The number of professional trustee appointments is slowing as the market matures and increasing numbers of defined benefit pension schemes have successfully moved through insurance buyout to wind up, according to a report from Willis Towers Watson.
WTW’s professional trustee survey showed that while appointments continue to rise, growth has moderated sharply in recent years, falling to 3 per cent in 2025 from 8 per cent in 2024 and 12 per cent in 2023.
According to WTW, this reflects a shift in the market where strong funding positions are accelerating endgame strategies and schemes are increasingly transferring liabilities to insurers and therefore exiting trusteeship arrangements altogether.
Around 2,500 professional trustee appointments are now in place across defined benefit schemes, which means approximately half of all DB schemes now use at least one professional trustee. As schemes reach settlement more quickly, new appointments are increasingly offset by those ending following buyout and wind up.
Hazel Kendrick, head of strategy relationships at WTW, says: “The professional trustee market is entering a more mature phase. Growth in appointments remains positive, but it is now being influenced by more schemes reaching their endgame and transitioning to buyout.

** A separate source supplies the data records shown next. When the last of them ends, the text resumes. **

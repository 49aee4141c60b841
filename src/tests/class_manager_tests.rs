#[cfg(test)]
mod tests {
    use crate::class_manager::{ClassManager, LocalClass, PlatformTypeSource};
    use crate::error::UnknownAncestors;

    const OBJECT: &str = "Ljava/lang/Object;";

    fn chain() -> ClassManager {
        let mut classes = ClassManager::new();
        classes.add_local_class(LocalClass::new("Lcom/example/A;", Some(OBJECT), &[]));
        classes.add_local_class(LocalClass::new("Lcom/example/B;", Some("Lcom/example/A;"), &[]));
        classes.add_local_class(LocalClass::new("Lcom/example/C;", Some("Lcom/example/B;"), &["Ljava/lang/Runnable;"]));
        classes
    }

    #[test]
    fn every_type_is_an_instance_of_itself() {
        let mut classes = ClassManager::new();
        assert_eq!(classes.is_instance("Lcom/example/Unknown;", "Lcom/example/Unknown;"), Ok(true));
        assert_eq!(classes.is_instance("I", "I"), Ok(true));
    }

    #[test]
    fn everything_is_an_object() {
        let mut classes = ClassManager::new();
        assert_eq!(classes.is_instance("Lcom/example/Unknown;", OBJECT), Ok(true));
        assert_eq!(classes.is_instance("[J", OBJECT), Ok(true));
    }

    #[test]
    fn local_chain_is_walked() {
        let mut classes = chain();
        assert_eq!(classes.is_instance("Lcom/example/C;", "Lcom/example/A;"), Ok(true));
        assert_eq!(classes.is_instance("Lcom/example/C;", "Ljava/lang/Runnable;"), Ok(true));
        assert_eq!(classes.is_instance("Lcom/example/A;", "Lcom/example/C;"), Ok(false));
        assert_eq!(classes.is_instance("Lcom/example/B;", "Ljava/lang/Runnable;"), Ok(false));
    }

    #[test]
    fn ancestors_cover_local_and_platform_types() {
        let mut classes = chain();
        let ancestors = classes.ancestors("Lcom/example/C;").unwrap();
        for expected in ["Lcom/example/B;", "Lcom/example/A;", OBJECT, "Ljava/lang/Runnable;"] {
            assert!(ancestors.contains(expected), "{expected}");
        }
        assert!(!ancestors.contains("Lcom/example/C;"));
        assert_eq!(
            classes.ancestors("Lcom/example/Missing;"),
            Err(UnknownAncestors::new("Lcom/example/Missing;"))
        );
    }

    #[test]
    fn interface_cycle_terminates() {
        let mut classes = ClassManager::new();
        classes.add_local_class(LocalClass::new("Lcom/example/Left;", Some(OBJECT), &["Lcom/example/Right;"]));
        classes.add_local_class(LocalClass::new("Lcom/example/Right;", Some(OBJECT), &["Lcom/example/Left;"]));

        assert_eq!(classes.is_instance("Lcom/example/Left;", "Lcom/example/Right;"), Ok(true));
        assert_eq!(classes.is_instance("Lcom/example/Left;", "Ljava/util/List;"), Ok(false));
    }

    #[test]
    fn unresolved_ancestry_is_an_error() {
        let mut classes = ClassManager::new();
        let e = classes
            .is_instance("Lcom/example/Missing;", "Ljava/util/List;")
            .unwrap_err();
        assert_eq!(e.class_name, "Lcom/example/Missing;");

        // A path that does resolve to the target still wins.
        classes.add_local_class(LocalClass::new(
            "Lcom/example/Task;",
            Some("Lcom/example/Missing;"),
            &["Ljava/lang/Runnable;"],
        ));
        assert_eq!(classes.is_instance("Lcom/example/Task;", "Ljava/lang/Runnable;"), Ok(true));
        assert!(classes.is_instance("Lcom/example/Task;", "Ljava/util/List;").is_err());
    }

    #[test]
    fn local_classes_extend_platform_types() {
        let mut classes = ClassManager::new();
        classes.add_local_class(LocalClass::new("Lcom/example/Names;", Some("Ljava/util/ArrayList;"), &[]));
        assert_eq!(classes.is_instance("Lcom/example/Names;", "Ljava/util/Collection;"), Ok(true));
        assert_eq!(classes.is_instance("Lcom/example/Names;", "Ljava/lang/Iterable;"), Ok(true));
        assert_eq!(classes.is_instance("Lcom/example/Names;", "Ljava/util/Map;"), Ok(false));
    }

    #[test]
    fn primitives_box_and_arrays_reduce() {
        let mut classes = ClassManager::new();
        assert_eq!(classes.is_instance("I", "Ljava/lang/Integer;"), Ok(true));
        assert_eq!(classes.is_instance("I", "Ljava/lang/Number;"), Ok(true));
        assert_eq!(classes.is_instance("Z", "Ljava/lang/Number;"), Ok(false));
        assert_eq!(classes.is_instance("[I", "I"), Ok(true));
        assert_eq!(classes.is_instance("[[Ljava/lang/String;", "Ljava/lang/CharSequence;"), Ok(true));
    }

    struct AndroidTypes;

    impl PlatformTypeSource for AndroidTypes {
        fn direct_parents(&self, class_name: &str) -> Option<Vec<String>> {
            match class_name {
                "Landroid/app/Activity;" => Some(vec!["Landroid/content/Context;".to_string()]),
                "Landroid/content/Context;" => Some(vec![OBJECT.to_string()]),
                OBJECT => Some(vec![]),
                _ => None,
            }
        }
    }

    #[test]
    fn custom_platform_source() {
        let mut classes = ClassManager::with_platform_source(Box::new(AndroidTypes));
        classes.add_local_class(LocalClass::new("Lcom/example/Main;", Some("Landroid/app/Activity;"), &[]));

        assert_eq!(classes.is_instance("Lcom/example/Main;", "Landroid/content/Context;"), Ok(true));
        assert!(classes.is_local("Lcom/example/Main;"));
        assert!(!classes.is_local("Landroid/app/Activity;"));
        assert!(classes.platform_cache().cached_types() >= 1);
        // The replacement source knows nothing about java.util.
        assert!(classes.is_instance("Ljava/util/ArrayList;", "Ljava/util/List;").is_err());
    }
}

“At the same time, we are seeing clear momentum behind the sole trustee model, as schemes prioritise speed and clarity of decision-making. The inclusion in our research of professional trustees who are not part of a firm also underlines how different governance models are meeting different needs.”
The report also found that most professional trustee firms already have formalised oversight panels (89 per cent), internal audit of decision making (83 per cent) and documented evidence of the options considered (78 per cent). Nearly half of firms (44 per cent) also plan to add external perspectives on key decisions and to rotate trustee teams.